Perhaps I should have anticipated it. Perhaps I have crossed into a different realm — a world where my past comes to life and piles on top of me. Scar tissue accumulated over years falls away in an instant. My wounds are as raw as the day Ada died.

Who?

‘Jocelin de Hautfort. His estate was in Normandy, but he lost it when the Angevins invaded. King Stephen compensated him with English lands that belonged to his stepmother, and an invented title.’

The headman’s eyes sidle to our pack horses. We’ve removed the points from our spears, but it doesn’t do much to disguise them. One of the sacks has pulled open, showing the dull metal of chain mail inside.

‘Are you knights?’

‘Travellers,’ says Hugh shortly. ‘And you’re blocking our way.’

A shiver goes through the peasants. They press closer around Hugh. Up on his horse, he’s an island in a sea of desperate faces. The headman takes the horse’s bridle and leans in. Hugh has to bend his head to listen.

‘These lands are exhausted — you can see for yourself.
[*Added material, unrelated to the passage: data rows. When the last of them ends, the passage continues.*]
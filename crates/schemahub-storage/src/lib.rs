//! # schemahub-storage
//!
//! Storage backends implementing `schemahub_core::SchemaStore`:
//!
//! 1. **In-memory** — fast, ephemeral; tests and embedded use
//! 2. **SQLite** — single-file durability (feature: `sqlite`)
//! 3. **PostgreSQL** — production deployments (feature: `postgres`)
//!
//! All backends share the same registration semantics: per-subject version
//! allocation, fingerprint dedup against a per-context id space, and
//! soft-then-hard delete with orphan cleanup.

#[cfg(feature = "memory")]
pub mod memory;
#[cfg(feature = "postgres")]
pub mod postgres;
pub mod retry;
#[cfg(feature = "sqlite")]
pub mod sqlite;

#[cfg(feature = "memory")]
pub use memory::InMemoryStore;
#[cfg(feature = "postgres")]
pub use postgres::PostgresStore;
pub use retry::{RetryConfig, RetryPolicy};
#[cfg(feature = "sqlite")]
pub use sqlite::SqliteStore;

use serde::{Deserialize, Serialize};

/// Database connection settings for the SQL backends.
#[derive(Debug, Clone, Serialize, Deserialize)]
pub struct DbConfig {
    pub host: String,
    #[serde(default = "default_port")]
    pub port: u16,
    pub user: String,
    #[serde(default)]
    pub password: String,
    pub database: String,
    /// libpq-style sslmode: "disable" | "require" | "verify-full"
    #[serde(default = "default_ssl_mode")]
    pub ssl_mode: String,
    #[serde(default = "default_max_connections")]
    pub max_connections: u32,
    #[serde(default = "default_min_connections")]
    pub min_connections: u32,
    /// Maximum lifetime of a pooled connection, in seconds.
    #[serde(default = "default_max_lifetime_secs")]
    pub max_lifetime_secs: u64,
}

fn default_port() -> u16 {
    5432
}
fn default_ssl_mode() -> String {
    "disable".into()
}
fn default_max_connections() -> u32 {
    25
}
fn default_min_connections() -> u32 {
    5
}
fn default_max_lifetime_secs() -> u64 {
    300
}

impl DbConfig {
    /// Render a postgres connection URL.
    pub fn postgres_url(&self) -> String {
        format!(
            "postgresql://{}:{}@{}:{}/{}?sslmode={}",
            self.user, self.password, self.host, self.port, self.database, self.ssl_mode
        )
    }
}

#[cfg(test)]
mod tests {
    use super::*;

    #[test]
    fn db_config_defaults_and_url() {
        let config: DbConfig = serde_json::from_str(
            r#"{"host": "db.internal", "user": "registry", "database": "schemas"}"#,
        )
        .unwrap();
        assert_eq!(config.port, 5432);
        assert_eq!(config.max_connections, 25);
        assert_eq!(config.min_connections, 5);
        assert_eq!(config.max_lifetime_secs, 300);
        assert_eq!(
            config.postgres_url(),
            "postgresql://registry:@db.internal:5432/schemas?sslmode=disable"
        );
    }
}
//! Format handler contract — parsing, fingerprinting, and compatibility
//! checking behind one trait per schema format.
//!
//! Concrete implementations live in `schemahub-avro`, `schemahub-protobuf`,
//! and `schemahub-json`. The orchestrator selects a handler by format tag
//! from a `FormatRegistry` populated at startup.

use indexmap::IndexMap;
use sha2::{Digest, Sha256};
use std::collections::HashMap;
use std::sync::Arc;

use crate::error::RegistryError;
use crate::types::SchemaFormat;

/// Resolved references for one schema: reference name → schema text.
/// Insertion order is preserved (proto imports are order-sensitive).
pub type ReferenceMap = IndexMap<String, String>;

/// Outcome of a compatibility check.
///
/// `messages` holds incompatibilities; the check passes iff it is empty.
/// `notices` holds findings that are reported but not breaking (e.g. a
/// protobuf package rename) and never affect the verdict.
#[derive(Debug, Clone, Default)]
pub struct CompatReport {
    pub messages: Vec<String>,
    pub notices: Vec<String>,
}

impl CompatReport {
    pub fn compatible() -> Self {
        Self::default()
    }

    pub fn incompatible(message: impl Into<String>) -> Self {
        Self {
            messages: vec![message.into()],
            notices: Vec::new(),
        }
    }

    pub fn is_compatible(&self) -> bool {
        self.messages.is_empty()
    }

    pub fn push(&mut self, message: impl Into<String>) {
        self.messages.push(message.into());
    }

    pub fn notice(&mut self, message: impl Into<String>) {
        self.notices.push(message.into());
    }

    pub fn merge(&mut self, other: CompatReport) {
        self.messages.extend(other.messages);
        self.notices.extend(other.notices);
    }
}

/// Per-format parser, canonicalizer, and compatibility checker.
pub trait SchemaHandler: Send + Sync {
    fn format(&self) -> SchemaFormat;

    /// Parse-check the schema text, resolving references from `references`.
    /// Fails with `RegistryError::Parse` on invalid input.
    fn validate(&self, schema: &str, references: &ReferenceMap) -> Result<(), RegistryError>;

    /// Hex digest of the schema's canonical form. Two schemas equal under
    /// the format's canonical form produce the same string.
    fn fingerprint(&self, schema: &str, references: &ReferenceMap) -> Result<String, RegistryError>;

    /// Canonical rendering of the schema text, stored in place of the raw
    /// text when the subject config enables normalization.
    fn normalize(&self, schema: &str, references: &ReferenceMap) -> Result<String, RegistryError>;

    /// Decide whether `reader` (the proposed schema) can read data written
    /// by `writer` (an existing version).
    ///
    /// Structural issues never error: a parse failure of either side is
    /// reported as an incompatibility message.
    fn check(
        &self,
        reader: &str,
        reader_refs: &ReferenceMap,
        writer: &str,
        writer_refs: &ReferenceMap,
    ) -> CompatReport;
}

/// `format → handler` map populated at startup.
#[derive(Clone, Default)]
pub struct FormatRegistry {
    handlers: HashMap<SchemaFormat, Arc<dyn SchemaHandler>>,
}

impl FormatRegistry {
    pub fn new() -> Self {
        Self::default()
    }

    pub fn insert(&mut self, handler: Arc<dyn SchemaHandler>) {
        self.handlers.insert(handler.format(), handler);
    }

    pub fn get(&self, format: SchemaFormat) -> Result<&Arc<dyn SchemaHandler>, RegistryError> {
        self.handlers
            .get(&format)
            .ok_or_else(|| RegistryError::UnknownFormat(format.to_string()))
    }

    pub fn is_empty(&self) -> bool {
        self.handlers.is_empty()
    }
}

/// SHA-256 digest rendered as lowercase hex — the fingerprint encoding every
/// format handler uses.
pub fn sha256_hex(bytes: &[u8]) -> String {
    let mut hasher = Sha256::new();
    hasher.update(bytes);
    hex::encode(hasher.finalize())
}

/// Deterministic JSON rendering: object keys sorted, no whitespace.
/// Equal values always produce identical strings, independent of the key
/// order the client sent.
pub fn canonical_json(value: &serde_json::Value) -> String {
    let mut out = String::new();
    write_canonical(value, &mut out);
    out
}

fn write_canonical(value: &serde_json::Value, out: &mut String) {
    use serde_json::Value;
    match value {
        Value::Object(map) => {
            let mut keys: Vec<&String> = map.keys().collect();
            keys.sort();
            out.push('{');
            for (i, key) in keys.iter().enumerate() {
                if i > 0 {
                    out.push(',');
                }
                // Display on Value produces compact JSON with escaping.
                out.push_str(&Value::String((*key).clone()).to_string());
                out.push(':');
                write_canonical(&map[key.as_str()], out);
            }
            out.push('}');
        }
        Value::Array(items) => {
            out.push('[');
            for (i, item) in items.iter().enumerate() {
                if i > 0 {
                    out.push(',');
                }
                write_canonical(item, out);
            }
            out.push(']');
        }
        leaf => out.push_str(&leaf.to_string()),
    }
}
Jocelin gets nothing from them. The only fertile ground he has left is this road. He harrows it like he harrows us.’

‘What do you mean?’

‘He watches the road. He’ll be waiting for you. Half a mile up this road, where it passes through a thick stand of trees, you’ll find a burned-out cart blocking the way. You’ll get down to clear it, but it’s loaded with river stones. More of you will dismount. The next thing you’ll know, you’ll have a dozen spears at your throats.’

‘Why are you telling us this?’

‘Look at us. There isn’t an ear of corn here that Jocelin hasn’t taken. There’s nothing left.’

Hugh tugs his bridle out of the headman’s hands. ‘If we stopped to right every wrong we passed on the road, we’d never have got out of London. We’ll find another way round.’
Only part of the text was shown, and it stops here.